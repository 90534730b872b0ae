//! Starts a single ledger node.
//!
//! ```text
//! ledger-node --listen 127.0.0.1:3000 --id node-a
//! ledger-node --listen 127.0.0.1:3001 --id node-b --seed 127.0.0.1:3000 --validator
//! ledger-node --listen 127.0.0.1:3002 --seed 127.0.0.1:3000 --api 127.0.0.1:8080
//! ```

use clap::Parser;
use ledger_node::core::transaction::Transaction;
use ledger_node::crypto::key_pair::PrivateKey;
use ledger_node::network::server::{Server, ServerOpts};
use ledger_node::network::tcp_transport::TcpTransport;
use ledger_node::utils::log::{Level, set_level};
use ledger_node::{error, info, warn};
use std::process;
use std::time::Duration;
use tokio::sync::oneshot;
use tokio::time::interval;

#[derive(Debug, Parser)]
#[command(name = "ledger-node", version, about = "Peer-to-peer ledger node")]
struct Cli {
    /// Address to accept peer connections on.
    #[arg(long, default_value = "127.0.0.1:3000")]
    listen: String,

    /// Node id reported to peers. Defaults to the bound listen address.
    #[arg(long)]
    id: Option<String>,

    /// Peer to dial at startup. Repeatable.
    #[arg(long = "seed")]
    seeds: Vec<String>,

    /// Address for the HTTP API.
    #[arg(long)]
    api: Option<String>,

    /// Produce blocks with a freshly generated key.
    #[arg(long)]
    validator: bool,

    /// Produce blocks with this hex-encoded 32-byte key.
    #[arg(long, value_name = "HEX")]
    validator_key: Option<String>,

    /// Seconds between produced blocks.
    #[arg(long, default_value_t = 5)]
    block_time: u64,

    /// Milliseconds between block requests while catching up.
    #[arg(long, default_value_t = 3000)]
    sync_interval: u64,

    /// Mempool capacity.
    #[arg(long, default_value_t = 1000)]
    max_pool: usize,

    /// Submit a small contract transaction every second.
    #[arg(long)]
    demo_txs: bool,

    #[arg(long, default_value = "info")]
    log_level: Level,
}

impl Cli {
    fn private_key(&self) -> Result<Option<PrivateKey>, String> {
        match &self.validator_key {
            Some(hex_key) => {
                let bytes = hex::decode(hex_key.trim_start_matches("0x"))
                    .map_err(|e| format!("validator key is not hex: {e}"))?;
                PrivateKey::from_bytes(&bytes)
                    .map(Some)
                    .ok_or_else(|| "validator key is not a valid secret key".to_string())
            }
            None if self.validator => Ok(Some(PrivateKey::new())),
            None => Ok(None),
        }
    }
}

/// Stores `n` under the key "ab".
fn demo_contract(n: u8) -> Vec<u8> {
    vec![b'a', 0x0c, b'b', 0x0c, 0x02, 0x0a, 0x0d, n, 0x0a, 0x0f]
}

#[tokio::main]
async fn main() {
    let cli = Cli::parse();
    set_level(cli.log_level);

    let private_key = match cli.private_key() {
        Ok(key) => key,
        Err(e) => {
            error!("{e}");
            process::exit(2);
        }
    };

    let transport = match TcpTransport::bind(&cli.listen).await {
        Ok(transport) => transport,
        Err(e) => {
            error!("cannot listen"; addr = cli.listen, error = e);
            process::exit(1);
        }
    };

    let id = cli
        .id
        .clone()
        .unwrap_or_else(|| ledger_node::network::transport::Transport::addr(&*transport));

    let mut opts = ServerOpts::new(id.clone(), transport);
    opts.private_key = private_key;
    opts.block_time = Duration::from_secs(cli.block_time.max(1));
    opts.sync_interval = Duration::from_millis(cli.sync_interval.max(1));
    opts.max_pool_length = cli.max_pool;
    opts.seed_nodes = cli.seeds.clone();
    opts.api_addr = cli.api.clone();

    let server = Server::new(opts);

    if cli.demo_txs {
        let submit = server.tx_sender();
        let key = PrivateKey::new();
        tokio::spawn(async move {
            let mut ticker = interval(Duration::from_secs(1));
            let mut counter: u8 = 0;
            loop {
                ticker.tick().await;
                let tx = match Transaction::new(demo_contract(counter % 9 + 1)).sign(&key) {
                    Ok(tx) => tx,
                    Err(e) => {
                        warn!("demo transaction not signed"; error = e);
                        continue;
                    }
                };
                if submit.send(tx).await.is_err() {
                    return;
                }
                counter = counter.wrapping_add(1);
            }
        });
    }

    let (shutdown_tx, shutdown_rx) = oneshot::channel();
    let mut server_handle = tokio::spawn(server.start(shutdown_rx));

    let finished = tokio::select! {
        signal = tokio::signal::ctrl_c() => {
            if let Err(e) = signal {
                error!("cannot listen for ctrl-c"; error = e);
            }
            info!("shutting down"; id = id);
            let _ = shutdown_tx.send(());
            server_handle.await
        }
        finished = &mut server_handle => finished,
    };

    match finished {
        Ok(Ok(())) => {}
        Ok(Err(e)) => {
            error!("server failed"; id = id, error = e);
            process::exit(1);
        }
        Err(e) => {
            error!("server task panicked"; id = id, error = e);
            process::exit(1);
        }
    }
}
//! Expansion of `#[derive(BinaryCodec)]`.
//!
//! Layout produced by the generated code:
//! - struct fields are written in declaration order, skipped fields are omitted
//! - enums write a `u8` tag (explicit discriminants are honored) followed by
//!   the variant's fields
//!
//! The generated impls refer to `crate::types::encoding`, so the derive is
//! only usable from inside the `ledger_node` crate.

use proc_macro::TokenStream;
use proc_macro2::TokenStream as TokenStream2;
use quote::{format_ident, quote};
use syn::spanned::Spanned;
use syn::{Data, DataEnum, DeriveInput, Field, Fields, parse_macro_input};

pub fn expand(input: TokenStream) -> TokenStream {
    let input = parse_macro_input!(input as DeriveInput);
    match expand_derive(&input) {
        Ok(tokens) => tokens.into(),
        Err(err) => err.to_compile_error().into(),
    }
}

fn expand_derive(input: &DeriveInput) -> syn::Result<TokenStream2> {
    let name = &input.ident;
    let (impl_generics, ty_generics, where_clause) = input.generics.split_for_impl();

    let (encode_body, decode_body) = match &input.data {
        Data::Struct(data) => {
            let bindings = bindings_for(&data.fields);
            let encode = encode_fields(&data.fields, &bindings)?;
            let construct = construct(quote!(Self), &data.fields, &bindings)?;
            let pattern = destructure(quote!(Self), &data.fields, &bindings);
            (
                quote! {
                    let #pattern = self;
                    #encode
                },
                quote! { Ok(#construct) },
            )
        }
        Data::Enum(data) => expand_enum(data)?,
        Data::Union(_) => {
            return Err(syn::Error::new(
                input.span(),
                "BinaryCodec cannot be derived for unions",
            ));
        }
    };

    Ok(quote! {
        impl #impl_generics crate::types::encoding::Encode for #name #ty_generics #where_clause {
            #[allow(unused_variables)]
            fn encode<S: crate::types::encoding::EncodeSink>(&self, out: &mut S) {
                #encode_body
            }
        }

        impl #impl_generics crate::types::encoding::Decode for #name #ty_generics #where_clause {
            #[allow(unused_variables)]
            fn decode(input: &mut &[u8]) -> ::std::result::Result<Self, crate::types::encoding::DecodeError> {
                #decode_body
            }
        }
    })
}

fn expand_enum(data: &DataEnum) -> syn::Result<(TokenStream2, TokenStream2)> {
    let tags = discriminants(data)?;
    let mut encode_arms = Vec::with_capacity(tags.len());
    let mut decode_arms = Vec::with_capacity(tags.len());

    for (variant, tag) in data.variants.iter().zip(tags) {
        let ident = &variant.ident;
        let bindings = bindings_for(&variant.fields);
        let pattern = destructure(quote!(Self::#ident), &variant.fields, &bindings);
        let encode = encode_fields(&variant.fields, &bindings)?;
        let construct = construct(quote!(Self::#ident), &variant.fields, &bindings)?;

        encode_arms.push(quote! {
            #pattern => {
                crate::types::encoding::Encode::encode(&#tag, out);
                #encode
            }
        });
        decode_arms.push(quote! {
            #tag => Ok(#construct),
        });
    }

    let encode = quote! {
        match self {
            #(#encode_arms)*
        }
    };
    let decode = quote! {
        let tag: u8 = crate::types::encoding::Decode::decode(input)?;
        match tag {
            #(#decode_arms)*
            _ => Err(crate::types::encoding::DecodeError::InvalidValue),
        }
    };
    Ok((encode, decode))
}

/// Local names used to bind every field when destructuring `self`.
fn bindings_for(fields: &Fields) -> Vec<syn::Ident> {
    fields
        .iter()
        .enumerate()
        .map(|(i, field)| match &field.ident {
            Some(ident) => format_ident!("__{}", ident),
            None => format_ident!("__f{}", i),
        })
        .collect()
}

fn destructure(path: TokenStream2, fields: &Fields, bindings: &[syn::Ident]) -> TokenStream2 {
    match fields {
        Fields::Named(named) => {
            let names = named.named.iter().map(|f| &f.ident);
            quote!(#path { #(#names: #bindings),* })
        }
        Fields::Unnamed(_) => quote!(#path(#(#bindings),*)),
        Fields::Unit => quote!(#path),
    }
}

fn encode_fields(fields: &Fields, bindings: &[syn::Ident]) -> syn::Result<TokenStream2> {
    let mut out = TokenStream2::new();
    for (field, binding) in fields.iter().zip(bindings) {
        if !is_skipped(field)? {
            out.extend(quote! {
                crate::types::encoding::Encode::encode(#binding, out);
            });
        }
    }
    Ok(out)
}

fn construct(path: TokenStream2, fields: &Fields, bindings: &[syn::Ident]) -> syn::Result<TokenStream2> {
    let mut values = Vec::with_capacity(bindings.len());
    for field in fields.iter() {
        values.push(if is_skipped(field)? {
            quote!(::std::default::Default::default())
        } else {
            quote!(crate::types::encoding::Decode::decode(input)?)
        });
    }

    Ok(match fields {
        Fields::Named(named) => {
            let names = named.named.iter().map(|f| &f.ident);
            quote!(#path { #(#names: #values),* })
        }
        Fields::Unnamed(_) => quote!(#path(#(#values),*)),
        Fields::Unit => quote!(#path),
    })
}

/// Returns true for fields carrying `#[binary_codec(skip)]`.
fn is_skipped(field: &Field) -> syn::Result<bool> {
    let mut skip = false;
    for attr in &field.attrs {
        if !attr.path().is_ident("binary_codec") {
            continue;
        }
        attr.parse_nested_meta(|meta| {
            if meta.path.is_ident("skip") {
                skip = true;
                Ok(())
            } else {
                Err(meta.error("unsupported binary_codec attribute"))
            }
        })?;
    }
    Ok(skip)
}

/// Tags follow Rust's discriminant rules: an explicit `= N` resets the
/// counter, otherwise the previous tag plus one.
fn discriminants(data: &DataEnum) -> syn::Result<Vec<u8>> {
    let mut tags = Vec::with_capacity(data.variants.len());
    let mut next: u16 = 0;

    for variant in &data.variants {
        let tag = match &variant.discriminant {
            Some((_, expr)) => literal_u8(expr)?,
            None => u8::try_from(next)
                .map_err(|_| syn::Error::new(variant.span(), "enum has more than 256 variants"))?,
        };
        tags.push(tag);
        next = u16::from(tag) + 1;
    }

    Ok(tags)
}

fn literal_u8(expr: &syn::Expr) -> syn::Result<u8> {
    match expr {
        syn::Expr::Lit(syn::ExprLit {
            lit: syn::Lit::Int(lit),
            ..
        }) => lit.base10_parse::<u8>(),
        _ => Err(syn::Error::new(
            expr.span(),
            "discriminant must be an integer literal that fits in a u8",
        )),
    }
}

◇ ◇ ◇ ◇

Copy out the listing above, line by line and exactly, from its first line to the line holding "use std::process;", inclusive.

→ **EXERCISE RESULT**:
repository 90534730b872b0ae
//! Starts a single ledger node.
//!
//! ```text
//! ledger-node --listen 127.0.0.1:3000 --id node-a
//! ledger-node --listen 127.0.0.1:3001 --id node-b --seed 127.0.0.1:3000 --validator
//! ledger-node --listen 127.0.0.1:3002 --seed 127.0.0.1:3000 --api 127.0.0.1:8080
//! ```

use clap::Parser;
use ledger_node::core::transaction::Transaction;
use ledger_node::crypto::key_pair::PrivateKey;
use ledger_node::network::server::{Server, ServerOpts};
use ledger_node::network::tcp_transport::TcpTransport;
use ledger_node::utils::log::{Level, set_level};
use ledger_node::{error, info, warn};
use std::process;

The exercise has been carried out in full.